Incident
|
#22 at
Amazon Web Services on
2011/04/21
|
Full report
|
https://aws.amazon.com/message/65648/
|
How it happened
|
A network change (to increase capacity) was performed as part of normal maintenance. During the change, EBS traffic was (inadvertently) shifted to a router with insufficient capacity (the secondary network intended only for node to node traffic), isolating many nodes in the EBS cluster as both networks became unavailable simultaneously. When the traffic was shifted back to the new primary network, the extra traffic on the secondary network (from many primary nodes looking for new replica space) exceeded capacity, leaving nodes "stuck" (aka a "re-mirroring storm"). The control plane's requests to create new volumes (which have long time out values) backed up and lead to thread starvation on control plane servers.
|
Architecture
|
A distributed three layer system: (1) virtual machines (EC2), (2) a distributed, replicated block data store for virtual machine instances (EBS), and (3) a control plane that coordinates user requests to EBS clusters.
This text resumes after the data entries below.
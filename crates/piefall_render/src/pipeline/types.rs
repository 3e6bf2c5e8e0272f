//! GPU-compatible data types for the instanced mesh pipeline
//!
//! These types are designed to match the shader layouts exactly.
//! All types derive Pod and Zeroable for safe GPU buffer operations.

use bytemuck::{Pod, Zeroable};
use piefall_math::mat4::IDENTITY;

/// A mesh vertex in model space
#[repr(C)]
#[derive(Clone, Copy, Debug, PartialEq, Pod, Zeroable)]
pub struct MeshVertex {
    /// Position in model space
    pub position: [f32; 3],
    /// Surface normal for lighting
    pub normal: [f32; 3],
}

impl MeshVertex {
    pub fn new(position: [f32; 3], normal: [f32; 3]) -> Self {
        Self { position, normal }
    }
}

/// Per-instance data for one falling object
#[repr(C)]
#[derive(Clone, Copy, Debug, PartialEq, Pod, Zeroable)]
pub struct InstanceRaw {
    /// Model matrix, column-major
    pub model: [[f32; 4]; 4],
    /// Linear RGBA color
    pub color: [f32; 4],
}

impl Default for InstanceRaw {
    fn default() -> Self {
        Self {
            model: IDENTITY,
            color: [1.0; 4],
        }
    }
}

/// Render uniforms shared by every draw
/// Layout: 160 bytes total (must match instanced.wgsl RenderUniforms)
#[repr(C)]
#[derive(Clone, Copy, Debug, Pod, Zeroable)]
pub struct RenderUniforms {
    /// View matrix (64 bytes)
    pub view_matrix: [[f32; 4]; 4],
    /// Projection matrix (64 bytes)
    pub projection_matrix: [[f32; 4]; 4],
    /// Direction towards the light (normalized) + ambient strength (16 bytes)
    pub light_dir: [f32; 3],
    pub ambient_strength: f32,
    /// Directional light strength + padding (16 bytes)
    pub diffuse_strength: f32,
    pub _padding: [f32; 3],
}

impl Default for RenderUniforms {
    fn default() -> Self {
        Self {
            view_matrix: IDENTITY,
            projection_matrix: IDENTITY,
            light_dir: [0.0, 0.70710677, 0.70710677],
            ambient_strength: 0.5,
            diffuse_strength: 1.0,
            _padding: [0.0; 3],
        }
    }
}

#[cfg(test)]
mod tests {
    use super::*;
    use std::mem::size_of;

    #[test]
    fn test_mesh_vertex_size() {
        // 3 floats position + 3 floats normal = 24 bytes
        assert_eq!(size_of::<MeshVertex>(), 24);
    }

    #[test]
    fn test_instance_size() {
        // 16 floats matrix + 4 floats color = 80 bytes
        assert_eq!(size_of::<InstanceRaw>(), 80);
    }

    #[test]
    fn test_render_uniforms_size() {
        // 16 + 16 floats matrices + 3 light_dir + ambient + diffuse + 3 padding = 40 floats
        assert_eq!(size_of::<RenderUniforms>(), 160);
    }

    #[test]
    fn test_alignment() {
        assert_eq!(std::mem::align_of::<MeshVertex>(), 4);
        assert_eq!(std::mem::align_of::<InstanceRaw>(), 4);
        assert_eq!(std::mem::align_of::<RenderUniforms>(), 4);
    }
}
The nodes in the EBS cluster are connected with two networks, the second one is intended for only node to node network traffic.
|
Technologies
|
Amazon Elastic Compute Cloud (EC2), Amazon Elastic Block Store (EBS), Relational Database Service (RDS), Amazon Virtual Private Cloud (VPC) Regions
|
Root cause
|
During routine maintenance traffic from the primary network was redirected to the secondary, leaving both unavailable; and a race condition in the code on the EBS nodes (causing failure when a large number of requests for replication were concurrently closed).
|
Failure
|
EBS volumes became unable to service read and write operations; virtual machines reading from these disks became "stuck" waiting for disk operations; and the control plane experienced thread starvation due to "hung" requests to EBS.
|
Impact
|
Customers experienced elevated error rates on virual machine instances (with affected block storage attached) and attempts to create new instances failed.
|
Mitigation
|
Severed all communication between the degraded network and the control plane, allowing instances to recover over several days; gradually reconnected to the network and manually recovered volumes (from snapshots taken at begining of the event) that did not recover on their own.
|